> **What to work on**: Starting with the first line below, reproduce each line exactly until you have included the one bearing "pub mod notifications;".
=======
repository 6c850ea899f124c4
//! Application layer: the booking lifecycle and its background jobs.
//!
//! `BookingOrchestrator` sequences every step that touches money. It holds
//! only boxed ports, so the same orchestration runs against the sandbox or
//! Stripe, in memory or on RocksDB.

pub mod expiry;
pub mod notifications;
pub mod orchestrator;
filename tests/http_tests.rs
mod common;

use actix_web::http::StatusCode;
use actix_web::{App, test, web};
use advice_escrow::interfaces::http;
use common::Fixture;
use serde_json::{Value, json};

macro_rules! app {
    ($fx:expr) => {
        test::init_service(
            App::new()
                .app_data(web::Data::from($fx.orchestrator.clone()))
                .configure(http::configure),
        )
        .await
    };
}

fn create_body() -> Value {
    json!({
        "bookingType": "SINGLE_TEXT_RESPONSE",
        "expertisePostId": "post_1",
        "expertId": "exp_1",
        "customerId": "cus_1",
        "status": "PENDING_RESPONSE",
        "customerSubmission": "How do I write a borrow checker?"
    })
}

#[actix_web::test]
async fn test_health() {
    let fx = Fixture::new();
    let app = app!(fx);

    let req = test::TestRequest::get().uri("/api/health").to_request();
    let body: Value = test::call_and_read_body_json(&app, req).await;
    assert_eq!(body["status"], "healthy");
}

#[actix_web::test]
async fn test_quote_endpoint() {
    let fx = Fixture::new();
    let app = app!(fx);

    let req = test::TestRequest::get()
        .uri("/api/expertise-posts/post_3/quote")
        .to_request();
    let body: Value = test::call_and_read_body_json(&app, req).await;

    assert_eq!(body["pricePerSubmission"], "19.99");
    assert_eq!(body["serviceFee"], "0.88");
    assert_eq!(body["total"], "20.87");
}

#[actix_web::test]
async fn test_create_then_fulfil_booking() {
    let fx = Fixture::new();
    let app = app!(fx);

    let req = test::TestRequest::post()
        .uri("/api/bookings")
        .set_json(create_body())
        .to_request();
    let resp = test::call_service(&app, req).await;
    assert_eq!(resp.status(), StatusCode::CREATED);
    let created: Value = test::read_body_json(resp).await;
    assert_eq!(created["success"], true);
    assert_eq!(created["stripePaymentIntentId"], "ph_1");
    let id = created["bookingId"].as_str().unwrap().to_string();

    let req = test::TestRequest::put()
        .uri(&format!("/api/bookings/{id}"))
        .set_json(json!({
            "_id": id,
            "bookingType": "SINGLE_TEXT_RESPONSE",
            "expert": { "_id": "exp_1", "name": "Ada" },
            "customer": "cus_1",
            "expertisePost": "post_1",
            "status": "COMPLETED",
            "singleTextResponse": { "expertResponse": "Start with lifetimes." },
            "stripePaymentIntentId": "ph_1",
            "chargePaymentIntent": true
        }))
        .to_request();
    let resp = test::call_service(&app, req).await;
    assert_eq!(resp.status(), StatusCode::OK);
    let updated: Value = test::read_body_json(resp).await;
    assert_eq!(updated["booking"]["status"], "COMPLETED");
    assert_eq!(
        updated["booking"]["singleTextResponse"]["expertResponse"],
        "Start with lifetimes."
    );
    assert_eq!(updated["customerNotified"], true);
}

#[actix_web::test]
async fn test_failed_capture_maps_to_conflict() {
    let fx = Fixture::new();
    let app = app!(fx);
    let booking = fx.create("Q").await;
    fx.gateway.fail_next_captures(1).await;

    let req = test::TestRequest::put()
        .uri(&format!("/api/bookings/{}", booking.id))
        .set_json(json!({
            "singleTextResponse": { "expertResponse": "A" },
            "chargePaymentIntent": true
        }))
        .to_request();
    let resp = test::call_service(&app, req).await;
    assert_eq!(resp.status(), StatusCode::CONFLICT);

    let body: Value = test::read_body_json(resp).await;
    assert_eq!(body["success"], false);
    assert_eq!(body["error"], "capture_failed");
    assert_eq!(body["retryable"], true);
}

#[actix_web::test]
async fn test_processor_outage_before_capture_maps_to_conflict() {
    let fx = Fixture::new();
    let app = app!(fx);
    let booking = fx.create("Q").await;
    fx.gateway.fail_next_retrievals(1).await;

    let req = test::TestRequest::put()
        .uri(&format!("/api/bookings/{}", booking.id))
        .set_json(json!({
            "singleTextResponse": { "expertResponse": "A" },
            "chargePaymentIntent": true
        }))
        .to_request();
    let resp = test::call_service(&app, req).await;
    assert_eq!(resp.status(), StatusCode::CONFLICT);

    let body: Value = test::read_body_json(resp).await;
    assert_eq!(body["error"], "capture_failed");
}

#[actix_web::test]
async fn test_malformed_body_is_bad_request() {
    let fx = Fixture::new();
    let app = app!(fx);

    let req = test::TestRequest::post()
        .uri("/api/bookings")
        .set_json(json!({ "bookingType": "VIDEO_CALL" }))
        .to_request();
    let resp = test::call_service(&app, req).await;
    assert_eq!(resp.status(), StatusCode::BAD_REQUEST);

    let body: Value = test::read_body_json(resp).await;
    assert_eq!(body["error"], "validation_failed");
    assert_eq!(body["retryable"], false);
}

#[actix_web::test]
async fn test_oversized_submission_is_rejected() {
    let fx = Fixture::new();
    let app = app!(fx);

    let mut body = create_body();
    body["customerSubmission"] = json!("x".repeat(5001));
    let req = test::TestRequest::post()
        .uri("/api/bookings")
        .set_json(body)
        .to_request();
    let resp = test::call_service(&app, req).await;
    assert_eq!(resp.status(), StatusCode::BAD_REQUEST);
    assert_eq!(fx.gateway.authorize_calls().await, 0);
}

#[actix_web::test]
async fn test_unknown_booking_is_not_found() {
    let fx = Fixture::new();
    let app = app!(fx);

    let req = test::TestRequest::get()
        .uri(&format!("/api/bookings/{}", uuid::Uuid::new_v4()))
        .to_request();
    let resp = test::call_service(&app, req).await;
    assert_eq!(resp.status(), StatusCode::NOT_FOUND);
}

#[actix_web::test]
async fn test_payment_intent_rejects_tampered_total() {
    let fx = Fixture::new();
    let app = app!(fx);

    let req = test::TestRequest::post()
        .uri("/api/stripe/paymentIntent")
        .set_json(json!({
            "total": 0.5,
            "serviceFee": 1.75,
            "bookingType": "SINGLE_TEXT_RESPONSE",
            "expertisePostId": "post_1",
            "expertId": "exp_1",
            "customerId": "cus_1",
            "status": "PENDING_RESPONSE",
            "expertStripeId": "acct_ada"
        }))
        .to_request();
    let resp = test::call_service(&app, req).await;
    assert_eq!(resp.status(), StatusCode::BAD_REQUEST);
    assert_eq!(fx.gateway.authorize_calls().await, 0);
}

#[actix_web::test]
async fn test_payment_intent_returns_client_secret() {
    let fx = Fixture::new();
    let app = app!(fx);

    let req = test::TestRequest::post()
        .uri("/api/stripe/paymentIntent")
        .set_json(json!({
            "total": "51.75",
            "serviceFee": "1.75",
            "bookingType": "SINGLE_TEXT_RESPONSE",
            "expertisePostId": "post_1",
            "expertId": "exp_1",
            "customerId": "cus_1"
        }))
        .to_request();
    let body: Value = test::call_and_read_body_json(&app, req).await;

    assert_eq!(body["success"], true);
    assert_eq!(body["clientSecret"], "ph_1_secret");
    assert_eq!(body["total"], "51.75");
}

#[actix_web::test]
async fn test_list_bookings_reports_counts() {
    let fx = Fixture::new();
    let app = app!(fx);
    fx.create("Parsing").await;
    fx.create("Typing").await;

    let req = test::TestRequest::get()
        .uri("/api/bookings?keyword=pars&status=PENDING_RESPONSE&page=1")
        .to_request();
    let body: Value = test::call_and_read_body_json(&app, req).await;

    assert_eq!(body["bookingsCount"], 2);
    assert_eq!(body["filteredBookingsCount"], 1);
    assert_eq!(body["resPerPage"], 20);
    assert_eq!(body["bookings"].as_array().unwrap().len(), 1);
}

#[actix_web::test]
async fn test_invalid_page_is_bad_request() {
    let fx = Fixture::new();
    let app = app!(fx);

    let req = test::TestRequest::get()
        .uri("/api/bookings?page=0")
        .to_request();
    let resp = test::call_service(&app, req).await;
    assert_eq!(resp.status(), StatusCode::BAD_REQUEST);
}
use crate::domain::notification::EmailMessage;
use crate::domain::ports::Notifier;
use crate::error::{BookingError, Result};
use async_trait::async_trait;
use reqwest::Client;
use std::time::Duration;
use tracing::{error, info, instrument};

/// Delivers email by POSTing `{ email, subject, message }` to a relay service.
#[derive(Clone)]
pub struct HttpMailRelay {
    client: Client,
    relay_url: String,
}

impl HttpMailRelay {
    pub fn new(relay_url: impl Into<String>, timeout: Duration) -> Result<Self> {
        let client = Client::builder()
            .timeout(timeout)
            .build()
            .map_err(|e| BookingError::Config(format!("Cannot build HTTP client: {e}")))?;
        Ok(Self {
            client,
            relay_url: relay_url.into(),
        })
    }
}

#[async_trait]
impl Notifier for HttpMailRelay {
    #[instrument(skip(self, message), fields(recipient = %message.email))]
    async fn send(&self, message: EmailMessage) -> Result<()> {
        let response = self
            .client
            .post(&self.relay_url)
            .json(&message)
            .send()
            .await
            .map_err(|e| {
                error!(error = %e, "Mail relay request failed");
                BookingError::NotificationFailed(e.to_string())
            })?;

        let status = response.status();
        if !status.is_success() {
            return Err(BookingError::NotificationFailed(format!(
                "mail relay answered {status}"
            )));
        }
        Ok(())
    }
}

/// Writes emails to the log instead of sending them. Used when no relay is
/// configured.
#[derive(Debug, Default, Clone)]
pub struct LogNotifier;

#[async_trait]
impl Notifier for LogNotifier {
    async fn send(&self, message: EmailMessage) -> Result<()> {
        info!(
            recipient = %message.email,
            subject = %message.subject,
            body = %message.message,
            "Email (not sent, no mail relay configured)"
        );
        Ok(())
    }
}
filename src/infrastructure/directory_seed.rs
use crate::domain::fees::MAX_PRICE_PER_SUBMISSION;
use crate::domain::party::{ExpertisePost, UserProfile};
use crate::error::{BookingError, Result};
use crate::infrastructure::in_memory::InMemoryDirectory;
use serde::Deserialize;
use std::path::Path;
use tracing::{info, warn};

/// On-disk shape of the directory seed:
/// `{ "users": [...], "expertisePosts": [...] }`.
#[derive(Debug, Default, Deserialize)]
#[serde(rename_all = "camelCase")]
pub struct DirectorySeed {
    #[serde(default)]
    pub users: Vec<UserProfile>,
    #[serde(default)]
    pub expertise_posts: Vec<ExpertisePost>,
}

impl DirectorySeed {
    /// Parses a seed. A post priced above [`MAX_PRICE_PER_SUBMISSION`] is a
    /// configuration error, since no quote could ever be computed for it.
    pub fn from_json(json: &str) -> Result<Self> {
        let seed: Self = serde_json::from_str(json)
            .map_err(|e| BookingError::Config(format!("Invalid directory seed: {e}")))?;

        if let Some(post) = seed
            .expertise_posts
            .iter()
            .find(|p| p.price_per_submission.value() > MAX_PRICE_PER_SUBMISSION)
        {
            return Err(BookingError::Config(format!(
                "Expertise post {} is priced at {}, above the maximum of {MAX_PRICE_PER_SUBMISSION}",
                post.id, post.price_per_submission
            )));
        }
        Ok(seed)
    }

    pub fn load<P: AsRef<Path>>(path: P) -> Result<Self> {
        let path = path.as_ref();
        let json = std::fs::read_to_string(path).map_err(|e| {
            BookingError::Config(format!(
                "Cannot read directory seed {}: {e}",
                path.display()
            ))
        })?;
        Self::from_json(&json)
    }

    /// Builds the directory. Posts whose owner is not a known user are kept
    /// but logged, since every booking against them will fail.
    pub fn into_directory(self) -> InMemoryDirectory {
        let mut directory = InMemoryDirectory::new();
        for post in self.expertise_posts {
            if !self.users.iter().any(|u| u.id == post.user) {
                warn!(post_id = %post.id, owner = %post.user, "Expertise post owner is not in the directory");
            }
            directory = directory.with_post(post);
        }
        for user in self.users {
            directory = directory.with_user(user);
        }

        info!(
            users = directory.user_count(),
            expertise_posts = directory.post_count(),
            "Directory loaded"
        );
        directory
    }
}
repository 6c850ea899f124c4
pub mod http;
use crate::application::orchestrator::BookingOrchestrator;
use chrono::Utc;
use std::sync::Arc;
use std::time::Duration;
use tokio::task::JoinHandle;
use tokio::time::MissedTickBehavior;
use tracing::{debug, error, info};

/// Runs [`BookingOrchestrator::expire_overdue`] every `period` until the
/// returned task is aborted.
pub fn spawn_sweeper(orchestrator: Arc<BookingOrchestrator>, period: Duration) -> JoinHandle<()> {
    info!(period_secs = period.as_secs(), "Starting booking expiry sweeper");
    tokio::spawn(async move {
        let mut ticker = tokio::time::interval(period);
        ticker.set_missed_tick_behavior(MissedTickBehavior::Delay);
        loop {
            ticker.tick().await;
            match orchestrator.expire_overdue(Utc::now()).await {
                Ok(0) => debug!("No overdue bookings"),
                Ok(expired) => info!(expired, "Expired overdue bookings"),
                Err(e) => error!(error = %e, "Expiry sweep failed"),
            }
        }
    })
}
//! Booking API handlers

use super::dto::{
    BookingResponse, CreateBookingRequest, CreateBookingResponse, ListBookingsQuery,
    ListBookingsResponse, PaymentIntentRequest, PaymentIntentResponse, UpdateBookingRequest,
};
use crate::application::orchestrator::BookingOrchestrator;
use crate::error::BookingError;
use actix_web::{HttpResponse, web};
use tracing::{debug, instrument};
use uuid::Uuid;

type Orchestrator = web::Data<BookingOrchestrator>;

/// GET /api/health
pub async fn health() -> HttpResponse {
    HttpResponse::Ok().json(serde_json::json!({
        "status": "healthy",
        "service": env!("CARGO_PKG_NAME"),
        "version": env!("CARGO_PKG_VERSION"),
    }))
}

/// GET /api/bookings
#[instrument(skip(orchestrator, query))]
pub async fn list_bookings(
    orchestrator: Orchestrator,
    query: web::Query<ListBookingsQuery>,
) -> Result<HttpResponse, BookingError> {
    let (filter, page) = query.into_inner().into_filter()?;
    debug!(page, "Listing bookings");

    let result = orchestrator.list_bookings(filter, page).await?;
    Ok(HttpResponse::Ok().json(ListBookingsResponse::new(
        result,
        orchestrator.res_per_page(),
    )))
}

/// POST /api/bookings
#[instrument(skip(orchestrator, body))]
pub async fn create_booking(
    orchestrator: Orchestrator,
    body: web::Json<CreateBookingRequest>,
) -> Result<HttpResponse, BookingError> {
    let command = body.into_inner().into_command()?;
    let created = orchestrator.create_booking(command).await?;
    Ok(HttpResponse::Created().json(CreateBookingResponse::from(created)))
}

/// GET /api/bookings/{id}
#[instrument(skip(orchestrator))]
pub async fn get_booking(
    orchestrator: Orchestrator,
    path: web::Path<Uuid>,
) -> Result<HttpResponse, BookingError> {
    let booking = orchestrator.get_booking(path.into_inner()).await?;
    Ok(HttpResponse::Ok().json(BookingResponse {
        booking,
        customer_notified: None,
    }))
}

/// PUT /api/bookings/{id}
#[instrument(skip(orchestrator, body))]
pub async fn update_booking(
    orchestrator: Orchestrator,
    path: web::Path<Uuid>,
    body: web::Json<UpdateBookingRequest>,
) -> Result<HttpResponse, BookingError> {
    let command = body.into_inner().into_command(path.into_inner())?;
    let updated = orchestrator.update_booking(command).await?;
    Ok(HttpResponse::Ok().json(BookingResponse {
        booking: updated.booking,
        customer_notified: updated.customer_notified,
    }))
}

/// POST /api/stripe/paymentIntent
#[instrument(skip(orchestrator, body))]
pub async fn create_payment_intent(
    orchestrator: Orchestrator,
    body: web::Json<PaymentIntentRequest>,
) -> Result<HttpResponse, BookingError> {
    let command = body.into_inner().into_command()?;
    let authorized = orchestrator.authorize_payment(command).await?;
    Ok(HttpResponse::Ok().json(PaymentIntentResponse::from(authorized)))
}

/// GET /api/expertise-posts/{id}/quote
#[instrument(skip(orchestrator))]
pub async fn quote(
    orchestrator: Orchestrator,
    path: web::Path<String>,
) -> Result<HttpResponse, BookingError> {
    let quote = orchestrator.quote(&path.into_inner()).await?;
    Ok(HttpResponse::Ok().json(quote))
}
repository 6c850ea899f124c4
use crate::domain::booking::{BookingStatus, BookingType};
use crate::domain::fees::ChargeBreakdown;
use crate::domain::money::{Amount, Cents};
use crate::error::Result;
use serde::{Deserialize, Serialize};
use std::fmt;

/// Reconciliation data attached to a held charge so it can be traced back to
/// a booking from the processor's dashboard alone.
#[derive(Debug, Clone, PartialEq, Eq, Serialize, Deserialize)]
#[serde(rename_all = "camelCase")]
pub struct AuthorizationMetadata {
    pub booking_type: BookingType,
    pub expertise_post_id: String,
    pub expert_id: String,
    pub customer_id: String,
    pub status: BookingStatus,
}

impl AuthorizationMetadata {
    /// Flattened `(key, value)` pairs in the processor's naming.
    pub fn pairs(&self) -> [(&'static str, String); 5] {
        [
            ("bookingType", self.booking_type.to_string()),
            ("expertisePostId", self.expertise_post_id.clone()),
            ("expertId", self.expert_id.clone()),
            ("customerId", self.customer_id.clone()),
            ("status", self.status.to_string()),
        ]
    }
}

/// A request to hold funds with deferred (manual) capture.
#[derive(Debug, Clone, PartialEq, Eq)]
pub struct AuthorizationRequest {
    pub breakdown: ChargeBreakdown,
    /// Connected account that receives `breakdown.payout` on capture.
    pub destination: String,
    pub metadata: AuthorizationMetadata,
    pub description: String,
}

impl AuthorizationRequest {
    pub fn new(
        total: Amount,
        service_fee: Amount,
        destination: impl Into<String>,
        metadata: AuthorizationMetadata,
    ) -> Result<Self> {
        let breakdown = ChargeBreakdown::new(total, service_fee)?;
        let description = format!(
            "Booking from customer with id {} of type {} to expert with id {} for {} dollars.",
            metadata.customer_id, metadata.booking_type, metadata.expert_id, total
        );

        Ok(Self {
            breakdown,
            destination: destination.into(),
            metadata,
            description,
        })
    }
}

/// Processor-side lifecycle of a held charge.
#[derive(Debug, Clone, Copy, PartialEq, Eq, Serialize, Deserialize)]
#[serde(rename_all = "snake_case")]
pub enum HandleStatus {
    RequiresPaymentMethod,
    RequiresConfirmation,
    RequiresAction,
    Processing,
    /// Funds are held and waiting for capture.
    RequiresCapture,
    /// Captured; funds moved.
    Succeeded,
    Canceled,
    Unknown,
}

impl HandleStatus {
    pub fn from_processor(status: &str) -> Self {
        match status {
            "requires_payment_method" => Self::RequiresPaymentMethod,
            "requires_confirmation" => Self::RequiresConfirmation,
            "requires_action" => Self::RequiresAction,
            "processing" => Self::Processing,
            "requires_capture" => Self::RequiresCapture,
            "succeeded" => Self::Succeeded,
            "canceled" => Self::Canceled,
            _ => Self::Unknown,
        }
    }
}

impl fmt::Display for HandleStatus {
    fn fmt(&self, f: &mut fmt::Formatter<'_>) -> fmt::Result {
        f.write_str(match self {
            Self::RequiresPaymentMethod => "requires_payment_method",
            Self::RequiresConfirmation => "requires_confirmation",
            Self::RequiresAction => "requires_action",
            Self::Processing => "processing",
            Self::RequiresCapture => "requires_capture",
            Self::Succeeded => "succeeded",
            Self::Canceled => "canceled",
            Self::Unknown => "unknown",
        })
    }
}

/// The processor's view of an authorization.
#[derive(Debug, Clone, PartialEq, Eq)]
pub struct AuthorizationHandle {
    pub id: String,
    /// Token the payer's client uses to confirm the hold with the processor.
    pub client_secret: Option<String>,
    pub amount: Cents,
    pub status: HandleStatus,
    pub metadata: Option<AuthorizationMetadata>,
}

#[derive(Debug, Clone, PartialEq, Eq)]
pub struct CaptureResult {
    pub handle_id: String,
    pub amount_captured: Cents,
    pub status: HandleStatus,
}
=======
> **Exercise response**:
repository 6c850ea899f124c4
//! Application layer: the booking lifecycle and its background jobs.
//!
//! `BookingOrchestrator` sequences every step that touches money. It holds
//! only boxed ports, so the same orchestration runs against the sandbox or
//! Stripe, in memory or on RocksDB.

pub mod expiry;
pub mod notifications;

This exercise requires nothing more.